TO DO — Search the records for the string "refresh", then copy each line where it appears.

Top of RECORDS FOR THIS TASK

use crate::domain::{ProgressId, StepKey};
use std::collections::BTreeSet;

/// Key of a day row inside a challenge section
pub fn challenge_day_key(progress_id: &str, date_key: &str) -> String {
    format!("{progress_id}/{date_key}")
}

/// Disclosure state of the rendered timeline tree
#[derive(Debug, Clone, Default, PartialEq, Eq)]
pub struct ExpansionState {
    challenges: BTreeSet<ProgressId>,
    days: BTreeSet<String>,
    /// At most one task shows its instructions
    task: Option<StepKey>,
    /// Challenge the UI should scroll into view once rendered
    scroll_to: Option<ProgressId>,
}

impl ExpansionState {
    /// Returns whether the challenge is now expanded
    pub fn toggle_challenge(&mut self, progress_id: &str) -> bool {
        toggle(&mut self.challenges, progress_id)
    }

    /// Returns whether the day is now expanded
    pub fn toggle_day(&mut self, key: &str) -> bool {
        toggle(&mut self.days, key)
    }

    /// Expand a task, collapsing any other; toggling the open task closes it
    pub fn toggle_task(&mut self, key: StepKey) -> bool {
        if self.task.as_ref() == Some(&key) {
            self.task = None;
            false
        } else {
            self.task = Some(key);
            true
        }
    }

    pub fn is_challenge_expanded(&self, progress_id: &str) -> bool {
        self.challenges.contains(progress_id)
    }

    pub fn is_day_expanded(&self, key: &str) -> bool {
        self.days.contains(key)
    }

    pub fn is_task_expanded(&self, key: &StepKey) -> bool {
        self.task.as_ref() == Some(key)
    }

    pub fn expanded_task(&self) -> Option<&StepKey> {
        self.task.as_ref()
    }

    pub fn expanded_challenges(&self) -> impl Iterator<Item = &ProgressId> {
        self.challenges.iter()
    }

    /// Reset after a full refresh, optionally force-expanding a deep-linked challenge
    pub fn reset(&mut self, focus: Option<&str>) {
        self.challenges.clear();
        self.days.clear();
        self.task = None;
        if let Some(progress_id) = focus {
            self.challenges.insert(progress_id.to_string());
            self.scroll_to = Some(progress_id.to_string());
        }
    }

    pub fn scroll_request(&self) -> Option<&ProgressId> {
        self.scroll_to.as_ref()
    }

    /// Hand the pending scroll request to the UI (one-shot)
    pub fn take_scroll_request(&mut self) -> Option<ProgressId> {
        self.scroll_to.take()
    }
}

fn toggle(set: &mut BTreeSet<String>, key: &str) -> bool {
    if set.remove(key) {
        false
    } else {
        set.insert(key.to_string());
        true
    }
}
use crate::services::HttpProgressApi;
use std::rc::Rc;
use uuid::Uuid;
use wellpath_core::domain::ChallengeId;
use wellpath_core::{Notice, TimelineCommand, TimelineService, TimelineSnapshot};
use yew::prelude::*;

/// Timeline state accessible via hook
#[derive(Clone)]
pub struct TimelineContext {
    pub snapshot: TimelineSnapshot,

    /// Notices currently shown as toasts, oldest first
    pub notices: Vec<Notice>,

    /// Send commands to the timeline service
    pub send_command: Rc<dyn Fn(TimelineCommand)>,

    pub dismiss_notice: Rc<dyn Fn(Uuid)>,

    /// Join a catalog challenge and refresh the timeline
    pub register: Rc<dyn Fn(ChallengeId)>,

    /// Direct access for catalog browsing and registration
    pub service: Rc<TimelineService<HttpProgressApi>>,
}

impl PartialEq for TimelineContext {
    fn eq(&self, other: &Self) -> bool {
        self.snapshot == other.snapshot
            && self.notices == other.notices
            && Rc::ptr_eq(&self.service, &other.service)
    }
}

/// Hook to access the timeline
///
/// # Example
///
/// ```rust,no_run
/// use wellpath_yew::use_timeline;
/// use wellpath_core::TimelineCommand;
/// # use yew::prelude::*;
///
/// # #[function_component]
/// # fn Example() -> Html {
/// let timeline = use_timeline();
/// (timeline.send_command)(TimelineCommand::ToggleProjection);
/// # html! {}
/// # }
/// ```
#[hook]
pub fn use_timeline() -> TimelineContext {
    use_context::<TimelineContext>().expect("use_timeline must be used within a ProgressProvider")
}

/// Hook to read the current snapshot only (convenience wrapper)
#[hook]
pub fn use_snapshot() -> TimelineSnapshot {
    use_timeline().snapshot
}
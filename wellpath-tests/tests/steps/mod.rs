mod catalog_steps;
mod deep_link_steps;
mod filter_steps;
mod loading_steps;
mod status_steps;
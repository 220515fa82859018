use crate::api::QueryError;
use crate::domain::StepKey;

/// Reasons the timeline rejects a command before any request is issued
#[derive(Debug, Clone, PartialEq, Eq, thiserror::Error)]
pub enum TimelineError {
    #[error("Progress not found: {0}")]
    ProgressNotFound(String),

    #[error("Step not found: {0}")]
    StepNotFound(StepKey),

    #[error("Step {0} already has an update in flight")]
    StepBusy(StepKey),

    #[error("Page {page} is past the last page ({last})")]
    PageOutOfRange { page: u32, last: u32 },

    #[error(transparent)]
    InvalidQuery(#[from] QueryError),
}
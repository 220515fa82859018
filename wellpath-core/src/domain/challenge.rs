use crate::domain::status::ParseEnumError;
use serde::{Deserialize, Serialize};
use std::fmt;
use std::str::FromStr;

/// Challenge ID (opaque, assigned by the backend)
pub type ChallengeId = String;

/// Length of a challenge program
#[derive(Debug, Clone, Copy, PartialEq, Eq, Hash, Serialize, Deserialize)]
pub enum ChallengeType {
    OneDayChallenge,
    ThreeDayChallenge,
    SevenDayChallenge,
}

impl ChallengeType {
    pub const ALL: [ChallengeType; 3] = [
        ChallengeType::OneDayChallenge,
        ChallengeType::ThreeDayChallenge,
        ChallengeType::SevenDayChallenge,
    ];

    pub fn as_str(self) -> &'static str {
        match self {
            ChallengeType::OneDayChallenge => "OneDayChallenge",
            ChallengeType::ThreeDayChallenge => "ThreeDayChallenge",
            ChallengeType::SevenDayChallenge => "SevenDayChallenge",
        }
    }

    /// Display label ("1 Day", "3 Days", "7 Days")
    pub fn label(self) -> &'static str {
        match self {
            ChallengeType::OneDayChallenge => "1 Day",
            ChallengeType::ThreeDayChallenge => "3 Days",
            ChallengeType::SevenDayChallenge => "7 Days",
        }
    }

    /// Reverse of [`ChallengeType::label`]
    pub fn from_label(label: &str) -> Result<Self, ParseEnumError> {
        Self::ALL
            .into_iter()
            .find(|t| t.label() == label)
            .ok_or_else(|| ParseEnumError::new("challenge type label", label))
    }

    /// Number of days the program lasts
    pub fn days(self) -> u32 {
        match self {
            ChallengeType::OneDayChallenge => 1,
            ChallengeType::ThreeDayChallenge => 3,
            ChallengeType::SevenDayChallenge => 7,
        }
    }
}

impl fmt::Display for ChallengeType {
    fn fmt(&self, f: &mut fmt::Formatter<'_>) -> fmt::Result {
        f.write_str(self.as_str())
    }
}

impl FromStr for ChallengeType {
    type Err = ParseEnumError;

    fn from_str(s: &str) -> Result<Self, Self::Err> {
        Self::ALL
            .into_iter()
            .find(|t| t.as_str() == s)
            .ok_or_else(|| ParseEnumError::new("challenge type", s))
    }
}

/// Wellbeing area a challenge targets
#[derive(Debug, Clone, Copy, PartialEq, Eq, Hash, Serialize, Deserialize)]
pub enum ImprovementTag {
    MentalHealth,
    PhysicalBalance,
    SocialConnection,
    CreativeRelaxation,
    Combined,
}

impl ImprovementTag {
    pub const ALL: [ImprovementTag; 5] = [
        ImprovementTag::MentalHealth,
        ImprovementTag::PhysicalBalance,
        ImprovementTag::SocialConnection,
        ImprovementTag::CreativeRelaxation,
        ImprovementTag::Combined,
    ];

    pub fn as_str(self) -> &'static str {
        match self {
            ImprovementTag::MentalHealth => "MentalHealth",
            ImprovementTag::PhysicalBalance => "PhysicalBalance",
            ImprovementTag::SocialConnection => "SocialConnection",
            ImprovementTag::CreativeRelaxation => "CreativeRelaxation",
            ImprovementTag::Combined => "Combined",
        }
    }

    /// Category name shown in the catalog
    pub fn label(self) -> &'static str {
        match self {
            ImprovementTag::MentalHealth => "Mental Health",
            ImprovementTag::PhysicalBalance => "Physical Balance",
            ImprovementTag::SocialConnection => "Social Connection",
            ImprovementTag::CreativeRelaxation => "Creative Relaxation",
            ImprovementTag::Combined => "Combined",
        }
    }

    pub fn from_label(label: &str) -> Result<Self, ParseEnumError> {
        Self::ALL
            .into_iter()
            .find(|t| t.label() == label)
            .ok_or_else(|| ParseEnumError::new("improvement tag label", label))
    }
}

impl fmt::Display for ImprovementTag {
    fn fmt(&self, f: &mut fmt::Formatter<'_>) -> fmt::Result {
        f.write_str(self.as_str())
    }
}

impl FromStr for ImprovementTag {
    type Err = ParseEnumError;

    fn from_str(s: &str) -> Result<Self, Self::Err> {
        Self::ALL
            .into_iter()
            .find(|t| t.as_str() == s)
            .ok_or_else(|| ParseEnumError::new("improvement tag", s))
    }
}

/// Catalog entry for a challenge program
#[derive(Debug, Clone, PartialEq, Serialize, Deserialize)]
#[serde(rename_all = "camelCase")]
pub struct Challenge {
    pub id: ChallengeId,

    pub name: String,

    #[serde(default)]
    pub description: String,

    #[serde(default)]
    pub media_url: Option<String>,

    pub challenge_type: ChallengeType,

    #[serde(default)]
    pub improvement_tag: Option<ImprovementTag>,

    /// Number of steps across all days, when the backend reports it
    #[serde(default)]
    pub total_steps: Option<u32>,
}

Bottom of RECORDS FOR THIS TASK

TASK RESULT —
    /// Reset after a full refresh, optionally force-expanding a deep-linked challenge
    /// Join a catalog challenge and refresh the timeline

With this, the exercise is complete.